Segment Start: Dataset extract
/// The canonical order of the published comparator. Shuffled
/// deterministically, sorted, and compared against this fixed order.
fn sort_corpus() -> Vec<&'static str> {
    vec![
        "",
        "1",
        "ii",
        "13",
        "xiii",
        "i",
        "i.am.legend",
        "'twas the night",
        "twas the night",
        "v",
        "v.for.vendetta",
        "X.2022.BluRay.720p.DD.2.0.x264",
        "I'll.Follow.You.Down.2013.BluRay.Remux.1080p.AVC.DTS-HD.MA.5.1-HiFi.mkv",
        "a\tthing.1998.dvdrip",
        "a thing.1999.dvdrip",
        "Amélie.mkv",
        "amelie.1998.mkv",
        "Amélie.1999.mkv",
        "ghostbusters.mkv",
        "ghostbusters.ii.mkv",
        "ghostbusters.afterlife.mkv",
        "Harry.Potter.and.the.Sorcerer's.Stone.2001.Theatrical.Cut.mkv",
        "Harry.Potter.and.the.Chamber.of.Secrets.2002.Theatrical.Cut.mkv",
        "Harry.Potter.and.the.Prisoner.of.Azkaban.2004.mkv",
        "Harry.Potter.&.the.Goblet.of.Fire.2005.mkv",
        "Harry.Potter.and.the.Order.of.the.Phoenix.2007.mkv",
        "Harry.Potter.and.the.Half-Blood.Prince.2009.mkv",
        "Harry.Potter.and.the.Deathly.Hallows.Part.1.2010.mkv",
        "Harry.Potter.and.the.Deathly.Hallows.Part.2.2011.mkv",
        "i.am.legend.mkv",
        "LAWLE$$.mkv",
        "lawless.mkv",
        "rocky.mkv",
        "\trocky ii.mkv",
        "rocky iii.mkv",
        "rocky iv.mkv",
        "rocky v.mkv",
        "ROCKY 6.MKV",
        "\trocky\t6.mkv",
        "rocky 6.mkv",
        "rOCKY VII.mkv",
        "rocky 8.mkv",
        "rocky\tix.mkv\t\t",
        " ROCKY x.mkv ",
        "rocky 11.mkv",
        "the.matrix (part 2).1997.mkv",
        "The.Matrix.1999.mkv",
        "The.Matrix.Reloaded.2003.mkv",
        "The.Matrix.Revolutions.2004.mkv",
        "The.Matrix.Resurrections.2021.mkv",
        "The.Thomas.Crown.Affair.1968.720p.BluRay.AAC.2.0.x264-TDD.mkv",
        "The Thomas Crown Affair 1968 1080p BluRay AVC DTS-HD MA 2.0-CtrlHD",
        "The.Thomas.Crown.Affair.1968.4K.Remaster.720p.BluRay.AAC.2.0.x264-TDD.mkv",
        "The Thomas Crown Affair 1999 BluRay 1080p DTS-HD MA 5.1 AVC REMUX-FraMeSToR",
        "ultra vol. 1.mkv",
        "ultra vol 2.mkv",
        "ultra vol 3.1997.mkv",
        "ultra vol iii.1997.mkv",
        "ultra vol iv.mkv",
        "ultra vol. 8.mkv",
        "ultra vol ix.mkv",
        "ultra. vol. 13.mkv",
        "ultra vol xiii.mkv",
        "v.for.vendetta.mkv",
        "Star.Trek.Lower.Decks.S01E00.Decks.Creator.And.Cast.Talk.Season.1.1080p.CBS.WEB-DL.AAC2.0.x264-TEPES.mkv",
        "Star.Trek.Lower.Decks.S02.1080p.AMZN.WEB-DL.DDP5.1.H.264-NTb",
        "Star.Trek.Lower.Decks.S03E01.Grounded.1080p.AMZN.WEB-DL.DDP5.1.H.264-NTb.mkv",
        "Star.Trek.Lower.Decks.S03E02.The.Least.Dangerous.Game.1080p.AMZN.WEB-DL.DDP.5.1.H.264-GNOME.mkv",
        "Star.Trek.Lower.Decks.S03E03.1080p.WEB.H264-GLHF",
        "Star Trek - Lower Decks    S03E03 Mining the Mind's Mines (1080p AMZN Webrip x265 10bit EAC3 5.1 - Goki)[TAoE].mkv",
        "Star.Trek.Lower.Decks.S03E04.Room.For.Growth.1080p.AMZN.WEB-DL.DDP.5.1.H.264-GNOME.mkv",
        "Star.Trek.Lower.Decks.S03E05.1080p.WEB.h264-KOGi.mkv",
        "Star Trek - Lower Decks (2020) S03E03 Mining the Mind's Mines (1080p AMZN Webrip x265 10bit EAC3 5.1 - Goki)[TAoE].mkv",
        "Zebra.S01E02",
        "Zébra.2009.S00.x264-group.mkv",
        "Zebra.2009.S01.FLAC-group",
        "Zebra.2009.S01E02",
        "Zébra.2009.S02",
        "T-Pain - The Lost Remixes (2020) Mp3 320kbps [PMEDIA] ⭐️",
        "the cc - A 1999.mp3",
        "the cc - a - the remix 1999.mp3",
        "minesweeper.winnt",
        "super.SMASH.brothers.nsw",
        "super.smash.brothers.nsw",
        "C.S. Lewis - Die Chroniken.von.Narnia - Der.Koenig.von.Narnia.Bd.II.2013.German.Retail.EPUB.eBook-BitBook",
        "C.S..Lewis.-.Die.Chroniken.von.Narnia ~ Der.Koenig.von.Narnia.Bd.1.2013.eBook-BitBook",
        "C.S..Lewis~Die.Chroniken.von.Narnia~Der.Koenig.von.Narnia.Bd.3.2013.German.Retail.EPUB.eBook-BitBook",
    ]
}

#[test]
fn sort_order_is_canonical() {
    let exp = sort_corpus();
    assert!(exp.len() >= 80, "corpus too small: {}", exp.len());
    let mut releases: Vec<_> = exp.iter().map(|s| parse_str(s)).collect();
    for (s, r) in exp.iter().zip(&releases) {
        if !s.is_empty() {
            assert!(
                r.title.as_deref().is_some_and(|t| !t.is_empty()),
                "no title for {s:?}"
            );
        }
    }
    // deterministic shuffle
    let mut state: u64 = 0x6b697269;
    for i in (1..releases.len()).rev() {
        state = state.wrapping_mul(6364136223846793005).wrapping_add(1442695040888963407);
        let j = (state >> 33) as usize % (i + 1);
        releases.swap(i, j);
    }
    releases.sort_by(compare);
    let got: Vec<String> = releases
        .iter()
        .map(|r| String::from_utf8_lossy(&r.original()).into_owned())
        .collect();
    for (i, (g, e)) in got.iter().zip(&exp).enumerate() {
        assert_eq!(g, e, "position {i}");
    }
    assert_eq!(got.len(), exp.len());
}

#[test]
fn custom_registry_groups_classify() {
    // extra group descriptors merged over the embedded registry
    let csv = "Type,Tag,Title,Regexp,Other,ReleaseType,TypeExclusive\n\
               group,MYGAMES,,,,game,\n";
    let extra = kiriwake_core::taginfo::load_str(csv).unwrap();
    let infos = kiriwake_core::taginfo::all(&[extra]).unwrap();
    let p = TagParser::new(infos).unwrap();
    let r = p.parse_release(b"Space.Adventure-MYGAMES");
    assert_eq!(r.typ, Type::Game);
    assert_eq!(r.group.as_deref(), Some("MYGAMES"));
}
Segment End: Dataset extract
Segment Start: Dataset extract
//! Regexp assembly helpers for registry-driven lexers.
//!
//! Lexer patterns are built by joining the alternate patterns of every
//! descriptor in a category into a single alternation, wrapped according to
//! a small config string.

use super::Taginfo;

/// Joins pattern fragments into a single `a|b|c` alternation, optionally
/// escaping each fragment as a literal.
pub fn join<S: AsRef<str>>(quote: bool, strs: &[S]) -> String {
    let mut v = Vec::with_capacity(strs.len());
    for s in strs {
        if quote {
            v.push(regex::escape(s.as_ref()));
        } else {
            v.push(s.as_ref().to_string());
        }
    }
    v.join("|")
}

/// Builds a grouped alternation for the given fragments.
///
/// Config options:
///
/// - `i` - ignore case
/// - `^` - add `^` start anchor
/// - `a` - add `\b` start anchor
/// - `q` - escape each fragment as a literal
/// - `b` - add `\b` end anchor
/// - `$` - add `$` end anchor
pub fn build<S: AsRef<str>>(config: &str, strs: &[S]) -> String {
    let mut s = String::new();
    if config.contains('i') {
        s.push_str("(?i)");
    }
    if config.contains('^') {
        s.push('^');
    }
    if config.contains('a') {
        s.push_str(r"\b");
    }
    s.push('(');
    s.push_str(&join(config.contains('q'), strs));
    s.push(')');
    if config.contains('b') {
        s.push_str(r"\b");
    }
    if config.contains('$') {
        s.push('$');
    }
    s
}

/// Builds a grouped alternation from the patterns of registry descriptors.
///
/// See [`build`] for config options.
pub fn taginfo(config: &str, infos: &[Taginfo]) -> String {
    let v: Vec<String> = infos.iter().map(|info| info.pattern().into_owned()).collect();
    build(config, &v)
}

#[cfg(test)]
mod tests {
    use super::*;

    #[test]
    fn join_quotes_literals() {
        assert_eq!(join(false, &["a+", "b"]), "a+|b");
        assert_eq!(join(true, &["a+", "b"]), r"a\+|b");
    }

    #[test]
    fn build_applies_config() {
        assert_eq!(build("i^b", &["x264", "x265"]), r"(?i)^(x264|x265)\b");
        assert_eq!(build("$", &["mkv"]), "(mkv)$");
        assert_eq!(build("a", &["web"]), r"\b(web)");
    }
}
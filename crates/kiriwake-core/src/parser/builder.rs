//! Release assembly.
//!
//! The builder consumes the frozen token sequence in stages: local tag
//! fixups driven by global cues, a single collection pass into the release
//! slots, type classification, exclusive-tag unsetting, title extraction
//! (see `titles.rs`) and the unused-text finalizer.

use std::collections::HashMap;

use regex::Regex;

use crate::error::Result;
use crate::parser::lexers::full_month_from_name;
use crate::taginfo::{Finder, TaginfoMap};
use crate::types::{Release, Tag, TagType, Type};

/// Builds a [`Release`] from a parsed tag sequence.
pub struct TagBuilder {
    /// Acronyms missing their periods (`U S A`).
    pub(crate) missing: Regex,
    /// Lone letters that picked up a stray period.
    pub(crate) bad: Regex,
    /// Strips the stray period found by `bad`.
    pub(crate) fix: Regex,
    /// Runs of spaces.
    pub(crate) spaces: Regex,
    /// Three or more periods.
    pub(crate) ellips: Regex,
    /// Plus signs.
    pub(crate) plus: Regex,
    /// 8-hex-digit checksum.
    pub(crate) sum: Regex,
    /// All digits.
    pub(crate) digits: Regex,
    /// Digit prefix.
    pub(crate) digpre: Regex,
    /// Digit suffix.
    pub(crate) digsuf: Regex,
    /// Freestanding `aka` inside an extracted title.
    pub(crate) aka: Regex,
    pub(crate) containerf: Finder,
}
Segment End: Dataset extract
# Exercise
Select from the material above each line in which the string "German" appears, and list those lines.

# Response to the exercise
        "C.S. Lewis - Die Chroniken.von.Narnia - Der.Koenig.von.Narnia.Bd.II.2013.German.Retail.EPUB.eBook-BitBook",
        "C.S..Lewis~Die.Chroniken.von.Narnia~Der.Koenig.von.Narnia.Bd.3.2013.German.Retail.EPUB.eBook-BitBook",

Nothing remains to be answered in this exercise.